▶ _Records provided_:
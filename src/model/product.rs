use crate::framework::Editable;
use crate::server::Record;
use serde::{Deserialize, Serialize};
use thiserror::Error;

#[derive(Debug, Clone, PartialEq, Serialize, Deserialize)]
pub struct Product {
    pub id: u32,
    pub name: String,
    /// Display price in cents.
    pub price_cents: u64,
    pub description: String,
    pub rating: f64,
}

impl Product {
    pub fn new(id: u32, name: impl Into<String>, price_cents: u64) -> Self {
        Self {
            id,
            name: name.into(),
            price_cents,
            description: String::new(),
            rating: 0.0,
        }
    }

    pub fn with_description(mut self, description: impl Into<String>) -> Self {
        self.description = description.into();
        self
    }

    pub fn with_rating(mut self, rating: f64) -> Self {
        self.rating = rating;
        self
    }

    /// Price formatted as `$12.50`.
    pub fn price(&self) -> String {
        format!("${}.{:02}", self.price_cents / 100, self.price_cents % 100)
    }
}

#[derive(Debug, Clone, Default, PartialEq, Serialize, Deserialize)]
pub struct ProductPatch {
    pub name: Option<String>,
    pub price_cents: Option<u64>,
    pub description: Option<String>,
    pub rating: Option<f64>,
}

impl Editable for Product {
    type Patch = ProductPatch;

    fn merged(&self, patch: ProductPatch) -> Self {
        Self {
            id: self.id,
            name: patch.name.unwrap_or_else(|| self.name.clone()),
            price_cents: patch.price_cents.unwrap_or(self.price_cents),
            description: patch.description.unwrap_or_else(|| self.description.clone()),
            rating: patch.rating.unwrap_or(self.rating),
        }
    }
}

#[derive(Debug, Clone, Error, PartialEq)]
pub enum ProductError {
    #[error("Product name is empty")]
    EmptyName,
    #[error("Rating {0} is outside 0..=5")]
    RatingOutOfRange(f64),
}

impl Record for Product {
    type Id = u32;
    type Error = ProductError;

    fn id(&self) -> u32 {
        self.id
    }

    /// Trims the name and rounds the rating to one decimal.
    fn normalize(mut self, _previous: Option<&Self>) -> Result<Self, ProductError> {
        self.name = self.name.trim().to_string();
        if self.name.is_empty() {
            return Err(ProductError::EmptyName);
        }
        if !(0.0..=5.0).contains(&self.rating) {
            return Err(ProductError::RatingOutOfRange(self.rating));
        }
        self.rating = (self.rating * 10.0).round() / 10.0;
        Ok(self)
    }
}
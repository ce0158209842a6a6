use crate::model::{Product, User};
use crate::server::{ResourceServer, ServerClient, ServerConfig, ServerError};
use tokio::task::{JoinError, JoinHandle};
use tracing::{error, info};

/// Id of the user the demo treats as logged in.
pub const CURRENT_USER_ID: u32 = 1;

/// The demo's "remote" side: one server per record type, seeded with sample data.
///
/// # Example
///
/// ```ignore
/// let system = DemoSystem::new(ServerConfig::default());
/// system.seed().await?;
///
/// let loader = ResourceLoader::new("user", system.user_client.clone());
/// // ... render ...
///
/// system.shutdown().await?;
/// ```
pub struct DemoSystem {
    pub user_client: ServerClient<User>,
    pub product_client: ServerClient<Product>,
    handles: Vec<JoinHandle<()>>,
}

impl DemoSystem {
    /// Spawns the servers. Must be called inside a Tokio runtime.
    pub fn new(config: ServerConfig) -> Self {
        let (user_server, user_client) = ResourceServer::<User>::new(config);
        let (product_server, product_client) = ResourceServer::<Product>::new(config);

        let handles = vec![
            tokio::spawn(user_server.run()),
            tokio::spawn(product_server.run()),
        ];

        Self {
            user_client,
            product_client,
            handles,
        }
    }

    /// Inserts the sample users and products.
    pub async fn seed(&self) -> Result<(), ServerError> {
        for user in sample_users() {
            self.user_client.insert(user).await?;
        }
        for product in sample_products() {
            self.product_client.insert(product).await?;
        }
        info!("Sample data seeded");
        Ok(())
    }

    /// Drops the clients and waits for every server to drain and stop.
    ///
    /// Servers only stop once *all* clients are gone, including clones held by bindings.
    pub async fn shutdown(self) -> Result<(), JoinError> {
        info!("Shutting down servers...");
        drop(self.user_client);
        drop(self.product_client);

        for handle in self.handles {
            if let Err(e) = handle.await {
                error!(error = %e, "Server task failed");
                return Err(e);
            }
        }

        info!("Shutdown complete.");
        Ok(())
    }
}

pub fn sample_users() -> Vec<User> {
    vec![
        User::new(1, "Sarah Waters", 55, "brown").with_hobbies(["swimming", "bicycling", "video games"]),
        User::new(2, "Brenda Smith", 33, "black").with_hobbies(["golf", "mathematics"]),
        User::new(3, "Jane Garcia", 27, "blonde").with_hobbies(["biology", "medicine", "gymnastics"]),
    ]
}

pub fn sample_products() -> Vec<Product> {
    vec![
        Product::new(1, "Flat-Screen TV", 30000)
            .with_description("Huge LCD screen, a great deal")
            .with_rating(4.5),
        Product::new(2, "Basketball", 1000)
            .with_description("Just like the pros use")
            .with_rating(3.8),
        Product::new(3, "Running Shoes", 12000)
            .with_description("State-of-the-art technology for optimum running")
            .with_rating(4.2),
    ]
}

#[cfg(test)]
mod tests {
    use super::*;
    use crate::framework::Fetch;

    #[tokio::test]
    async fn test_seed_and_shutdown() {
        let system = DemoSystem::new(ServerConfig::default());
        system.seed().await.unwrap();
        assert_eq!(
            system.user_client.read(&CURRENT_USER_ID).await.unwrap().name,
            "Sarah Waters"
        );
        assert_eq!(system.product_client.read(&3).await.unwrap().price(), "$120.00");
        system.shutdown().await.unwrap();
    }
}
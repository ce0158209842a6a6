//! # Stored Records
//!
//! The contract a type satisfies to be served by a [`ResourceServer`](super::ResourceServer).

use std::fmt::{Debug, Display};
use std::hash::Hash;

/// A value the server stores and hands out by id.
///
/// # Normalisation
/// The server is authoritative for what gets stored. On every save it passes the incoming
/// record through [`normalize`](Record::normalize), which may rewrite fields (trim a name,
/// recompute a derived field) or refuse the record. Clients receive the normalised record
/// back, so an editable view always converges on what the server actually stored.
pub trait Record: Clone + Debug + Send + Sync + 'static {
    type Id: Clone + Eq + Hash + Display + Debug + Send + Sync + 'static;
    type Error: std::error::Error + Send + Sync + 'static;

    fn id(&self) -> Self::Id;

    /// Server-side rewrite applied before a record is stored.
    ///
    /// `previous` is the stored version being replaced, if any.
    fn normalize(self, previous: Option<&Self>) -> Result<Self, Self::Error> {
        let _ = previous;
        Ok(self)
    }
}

▶ _Work instruction_:
The required answer is the complete data, repeated exactly.

▶ _The completed task_:
filename src/model/product.rs
use crate::framework::Editable;
use crate::server::Record;
use serde::{Deserialize, Serialize};
use thiserror::Error;

#[derive(Debug, Clone, PartialEq, Serialize, Deserialize)]
pub struct Product {
    pub id: u32,
    pub name: String,
    /// Display price in cents.
    pub price_cents: u64,
    pub description: String,
    pub rating: f64,
}

impl Product {
    pub fn new(id: u32, name: impl Into<String>, price_cents: u64) -> Self {
        Self {
            id,
            name: name.into(),
            price_cents,
            description: String::new(),
            rating: 0.0,
        }
    }

    pub fn with_description(mut self, description: impl Into<String>) -> Self {
        self.description = description.into();
        self
    }

    pub fn with_rating(mut self, rating: f64) -> Self {
        self.rating = rating;
        self
    }

    /// Price formatted as `$12.50`.
    pub fn price(&self) -> String {
        format!("${}.{:02}", self.price_cents / 100, self.price_cents % 100)
    }
}

#[derive(Debug, Clone, Default, PartialEq, Serialize, Deserialize)]
pub struct ProductPatch {
    pub name: Option<String>,
    pub price_cents: Option<u64>,
    pub description: Option<String>,
    pub rating: Option<f64>,
}

impl Editable for Product {
    type Patch = ProductPatch;

    fn merged(&self, patch: ProductPatch) -> Self {
        Self {
            id: self.id,
            name: patch.name.unwrap_or_else(|| self.name.clone()),
            price_cents: patch.price_cents.unwrap_or(self.price_cents),
            description: patch.description.unwrap_or_else(|| self.description.clone()),
            rating: patch.rating.unwrap_or(self.rating),
        }
    }
}

#[derive(Debug, Clone, Error, PartialEq)]
pub enum ProductError {
    #[error("Product name is empty")]
    EmptyName,
    #[error("Rating {0} is outside 0..=5")]
    RatingOutOfRange(f64),
}

impl Record for Product {
    type Id = u32;
    type Error = ProductError;

    fn id(&self) -> u32 {
        self.id
    }

    /// Trims the name and rounds the rating to one decimal.
    fn normalize(mut self, _previous: Option<&Self>) -> Result<Self, ProductError> {
        self.name = self.name.trim().to_string();
        if self.name.is_empty() {
            return Err(ProductError::EmptyName);
        }
        if !(0.0..=5.0).contains(&self.rating) {
            return Err(ProductError::RatingOutOfRange(self.rating));
        }
        self.rating = (self.rating * 10.0).round() / 10.0;
        Ok(self)
    }
}
repository ce0158209842a6a6
use crate::model::{Product, User};
use crate::server::{ResourceServer, ServerClient, ServerConfig, ServerError};
use tokio::task::{JoinError, JoinHandle};
use tracing::{error, info};

/// Id of the user the demo treats as logged in.
pub const CURRENT_USER_ID: u32 = 1;

/// The demo's "remote" side: one server per record type, seeded with sample data.
///
/// # Example
///
/// ```ignore
/// let system = DemoSystem::new(ServerConfig::default());
/// system.seed().await?;
///
/// let loader = ResourceLoader::new("user", system.user_client.clone());
/// // ... render ...
///
/// system.shutdown().await?;
/// ```
pub struct DemoSystem {
    pub user_client: ServerClient<User>,
    pub product_client: ServerClient<Product>,
    handles: Vec<JoinHandle<()>>,
}

impl DemoSystem {
    /// Spawns the servers. Must be called inside a Tokio runtime.
    pub fn new(config: ServerConfig) -> Self {
        let (user_server, user_client) = ResourceServer::<User>::new(config);
        let (product_server, product_client) = ResourceServer::<Product>::new(config);

        let handles = vec![
            tokio::spawn(user_server.run()),
            tokio::spawn(product_server.run()),
        ];

        Self {
            user_client,
            product_client,
            handles,
        }
    }

    /// Inserts the sample users and products.
    pub async fn seed(&self) -> Result<(), ServerError> {
        for user in sample_users() {
            self.user_client.insert(user).await?;
        }
        for product in sample_products() {
            self.product_client.insert(product).await?;
        }
        info!("Sample data seeded");
        Ok(())
    }

    /// Drops the clients and waits for every server to drain and stop.
    ///
    /// Servers only stop once *all* clients are gone, including clones held by bindings.
    pub async fn shutdown(self) -> Result<(), JoinError> {
        info!("Shutting down servers...");
        drop(self.user_client);
        drop(self.product_client);

        for handle in self.handles {
            if let Err(e) = handle.await {
                error!(error = %e, "Server task failed");
                return Err(e);
            }
        }

        info!("Shutdown complete.");
        Ok(())
    }
}

pub fn sample_users() -> Vec<User> {
    vec![
        User::new(1, "Sarah Waters", 55, "brown").with_hobbies(["swimming", "bicycling", "video games"]),
        User::new(2, "Brenda Smith", 33, "black").with_hobbies(["golf", "mathematics"]),
        User::new(3, "Jane Garcia", 27, "blonde").with_hobbies(["biology", "medicine", "gymnastics"]),
    ]
}

pub fn sample_products() -> Vec<Product> {
    vec![
        Product::new(1, "Flat-Screen TV", 30000)
            .with_description("Huge LCD screen, a great deal")
            .with_rating(4.5),
        Product::new(2, "Basketball", 1000)
            .with_description("Just like the pros use")
            .with_rating(3.8),
        Product::new(3, "Running Shoes", 12000)
            .with_description("State-of-the-art technology for optimum running")
            .with_rating(4.2),
    ]
}

#[cfg(test)]
mod tests {
    use super::*;
    use crate::framework::Fetch;

    #[tokio::test]
    async fn test_seed_and_shutdown() {
        let system = DemoSystem::new(ServerConfig::default());
        system.seed().await.unwrap();
        assert_eq!(
            system.user_client.read(&CURRENT_USER_ID).await.unwrap().name,
            "Sarah Waters"
        );
        assert_eq!(system.product_client.read(&3).await.unwrap().price(), "$120.00");
        system.shutdown().await.unwrap();
    }
}
repository ce0158209842a6a6
//! # Stored Records
//!
//! The contract a type satisfies to be served by a [`ResourceServer`](super::ResourceServer).

use std::fmt::{Debug, Display};
use std::hash::Hash;

/// A value the server stores and hands out by id.
///
/// # Normalisation
/// The server is authoritative for what gets stored. On every save it passes the incoming
/// record through [`normalize`](Record::normalize), which may rewrite fields (trim a name,
/// recompute a derived field) or refuse the record. Clients receive the normalised record
/// back, so an editable view always converges on what the server actually stored.
pub trait Record: Clone + Debug + Send + Sync + 'static {
    type Id: Clone + Eq + Hash + Display + Debug + Send + Sync + 'static;
    type Error: std::error::Error + Send + Sync + 'static;

    fn id(&self) -> Self::Id;

    /// Server-side rewrite applied before a record is stored.
    ///
    /// `previous` is the stored version being replaced, if any.
    fn normalize(self, previous: Option<&Self>) -> Result<Self, Self::Error> {
        let _ = previous;
        Ok(self)
    }
}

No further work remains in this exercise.